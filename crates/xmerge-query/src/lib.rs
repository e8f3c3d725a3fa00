//! Structural queries over xmerge documents.
//!
//! Identity rules are XPath 1.0 expressions. Parsing and evaluation are done
//! by [`sxd_xpath`] against an [`sxd_document`] copy of the document; this
//! crate maps the result back to the arena and supplies the one thing XPath
//! 1.0 lacks for templates, a default element namespace (see
//! [`NamespaceBindings::in_scope`]).
//!
//! # Example
//!
//! ```rust
//! use xmerge_query::{NamespaceBindings, Query};
//! use xmerge_xml::parse;
//!
//! let doc = parse(r#"<list><item id="a"/><item id="b"/></list>"#, "inline").unwrap();
//! let root = doc.document_element().unwrap();
//!
//! let query = Query::compile("item[@id='b']").unwrap();
//! let found = query.select_elements(&doc, root, &NamespaceBindings::new()).unwrap();
//! assert_eq!(found.len(), 1);
//! ```

pub mod bindings;
pub mod error;
mod names;
mod view;

use std::fmt;

pub use bindings::NamespaceBindings;
pub use error::{QueryError, QueryResult};

use sxd_document::Package;
use sxd_xpath::{Context, Factory, XPath};
use xmerge_xml::{Document, NodeId};

use view::View;

/// A node selected by a query.
///
/// Attributes are not nodes of the document arena, so they are addressed
/// through their owner element and their index in its attribute list.
#[derive(Debug, Clone, Copy, PartialEq, Eq, Hash)]
pub enum QueryNode {
    Node(NodeId),
    Attribute(NodeId, usize),
}

impl QueryNode {
    /// The arena node, or the owner element of an attribute.
    pub fn node_id(self) -> NodeId {
        match self {
            QueryNode::Node(id) | QueryNode::Attribute(id, _) => id,
        }
    }
}

/// The four XPath 1.0 value types.
#[derive(Debug, Clone, PartialEq)]
pub enum Value {
    NodeSet(Vec<QueryNode>),
    String(String),
    Number(f64),
    Boolean(bool),
}

/// A compiled query.
pub struct Query {
    source: String,
    xpath: XPath,
}

impl Query {
    /// Compile an XPath 1.0 expression.
    pub fn compile(source: &str) -> QueryResult<Self> {
        Ok(Self {
            source: source.to_string(),
            xpath: build(source)?,
        })
    }

    /// The expression as written.
    pub fn as_str(&self) -> &str {
        &self.source
    }

    /// Evaluate with `context` as the context node.
    ///
    /// Prefixes resolve through `bindings`. When the bindings carry a default
    /// element namespace, unprefixed element name tests match elements in it.
    pub fn evaluate(
        &self,
        doc: &Document,
        context: NodeId,
        bindings: &NamespaceBindings,
    ) -> QueryResult<Value> {
        let tests = names::name_tests(&self.source);
        if let Some(prefix) = tests
            .iter()
            .filter_map(|test| test.prefix)
            .find(|prefix| bindings.resolve(prefix).is_none())
        {
            return Err(QueryError::UnboundPrefix {
                prefix: prefix.to_string(),
            });
        }

        let default_namespace = bindings
            .default_element_namespace()
            .filter(|_| tests.iter().any(|test| test.is_unprefixed_element_name()))
            .map(|namespace| (bindings.unbound_prefix(), namespace));
        let qualified = match &default_namespace {
            Some((prefix, _)) => {
                let source = names::qualify_element_names(&self.source, prefix);
                tracing::trace!(query = %self.source, qualified = %source, "Qualified element names");
                Some(build(&source)?)
            }
            None => None,
        };
        let xpath = qualified.as_ref().unwrap_or(&self.xpath);

        let package = Package::new();
        let view = View::build(&package, doc);
        let node = view
            .node(context)
            .ok_or(QueryError::DetachedContext { node: context })?;

        let mut xpath_context = Context::new();
        for (prefix, uri) in bindings.prefixes() {
            xpath_context.set_namespace(prefix, uri);
        }
        if let Some((prefix, namespace)) = &default_namespace {
            xpath_context.set_namespace(prefix, namespace);
        }

        let value = xpath
            .evaluate(&xpath_context, node)
            .map_err(|err| QueryError::Evaluation {
                expression: self.source.clone(),
                message: err.to_string(),
            })?;
        Ok(view.value(value))
    }

    /// Evaluate to a node-set in document order without duplicates.
    pub fn select(
        &self,
        doc: &Document,
        context: NodeId,
        bindings: &NamespaceBindings,
    ) -> QueryResult<Vec<QueryNode>> {
        match self.evaluate(doc, context, bindings)? {
            Value::NodeSet(nodes) => Ok(nodes),
            other => Err(QueryError::Type {
                message: format!("query '{}' does not select nodes ({:?})", self.source, other),
            }),
        }
    }

    /// Like [`select`](Self::select), keeping element nodes only.
    pub fn select_elements(
        &self,
        doc: &Document,
        context: NodeId,
        bindings: &NamespaceBindings,
    ) -> QueryResult<Vec<NodeId>> {
        Ok(self
            .select(doc, context, bindings)?
            .into_iter()
            .filter_map(|node| match node {
                QueryNode::Node(id) if doc.is_element(id) => Some(id),
                _ => None,
            })
            .collect())
    }
}

fn build(source: &str) -> QueryResult<XPath> {
    Factory::new()
        .build(source)
        .map_err(|err| QueryError::Syntax {
            expression: source.to_string(),
            message: err.to_string(),
        })?
        .ok_or_else(|| QueryError::Syntax {
            expression: source.to_string(),
            message: "empty expression".to_string(),
        })
}

impl fmt::Debug for Query {
    fn fmt(&self, f: &mut fmt::Formatter<'_>) -> fmt::Result {
        f.debug_struct("Query").field("source", &self.source).finish()
    }
}

impl fmt::Display for Query {
    fn fmt(&self, f: &mut fmt::Formatter<'_>) -> fmt::Result {
        f.write_str(&self.source)
    }
}
//! Evaluates identity rules against a target subtree.

use xmerge_query::{NamespaceBindings, Query};
use xmerge_xml::{Document, NodeId};

use crate::context::{MergeContext, MergeWarning};
use crate::error::{MergeError, MergeResult};
use crate::identity::IdentityRule;
use crate::node::MergeNode;
use crate::options::AmbiguityPolicy;

/// Finds the target counterpart of template elements sharing one identity rule.
#[derive(Debug, Clone, PartialEq, Eq)]
pub struct IdentityResolver {
    rule: IdentityRule,
}

impl IdentityResolver {
    pub fn new(rule: IdentityRule) -> Self {
        Self { rule }
    }

    pub fn rule(&self) -> &IdentityRule {
        &self.rule
    }

    /// Find the counterpart of `template` among the nodes the rule selects
    /// from `target_node`.
    ///
    /// Prefixes in the query resolve through the namespaces in scope at the
    /// template element.
    pub fn evaluate(
        &self,
        template: &MergeNode<'_>,
        target: &Document,
        target_node: NodeId,
        ambiguity: AmbiguityPolicy,
        context: &mut MergeContext,
    ) -> MergeResult<Option<NodeId>> {
        let source = self.rule.build_query(template);
        tracing::trace!(
            query = %source,
            template = %template.diagnostic_path(),
            "Evaluating identity query"
        );

        let invalid = |source_error| MergeError::InvalidQuery {
            query: source.clone(),
            path: template.diagnostic_path(),
            origin: template.origin().to_string(),
            source: source_error,
        };
        let query = Query::compile(&source).map_err(invalid)?;
        let bindings = NamespaceBindings::in_scope(template.document(), template.id());
        let matches = query
            .select_elements(target, target_node, &bindings)
            .map_err(invalid)?;

        match matches.as_slice() {
            [] => Ok(None),
            [single] => Ok(Some(*single)),
            [first, ..] => {
                let target_path = MergeNode::new(target, target_node, template.vocabulary())
                    .map(|n| n.diagnostic_path_with_attributes())
                    .unwrap_or_else(|| "/".to_string());
                match ambiguity {
                    AmbiguityPolicy::Fail => Err(MergeError::AmbiguousMatch {
                        query: source,
                        count: matches.len(),
                        template_path: template.diagnostic_path(),
                        target_path,
                    }),
                    AmbiguityPolicy::WarnFirst => {
                        context.warn(MergeWarning {
                            message: format!(
                                "{} matches found for XPath {} in workspace XML at {}",
                                matches.len(),
                                source,
                                target_path
                            ),
                            template_path: template.diagnostic_path(),
                            target_path,
                            query: Some(source.clone()),
                        });
                        Ok(Some(*first))
                    }
                }
            }
        }
    }
}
—————
## [PROBLEM]
Whenever the string "QueryError" turns up in a line of the data, copy that line.

## [TASK OUTPUT]
pub use error::{QueryError, QueryResult};
            return Err(QueryError::UnboundPrefix {
            .ok_or(QueryError::DetachedContext { node: context })?;
            .map_err(|err| QueryError::Evaluation {
            other => Err(QueryError::Type {
        .map_err(|err| QueryError::Syntax {
        .ok_or_else(|| QueryError::Syntax {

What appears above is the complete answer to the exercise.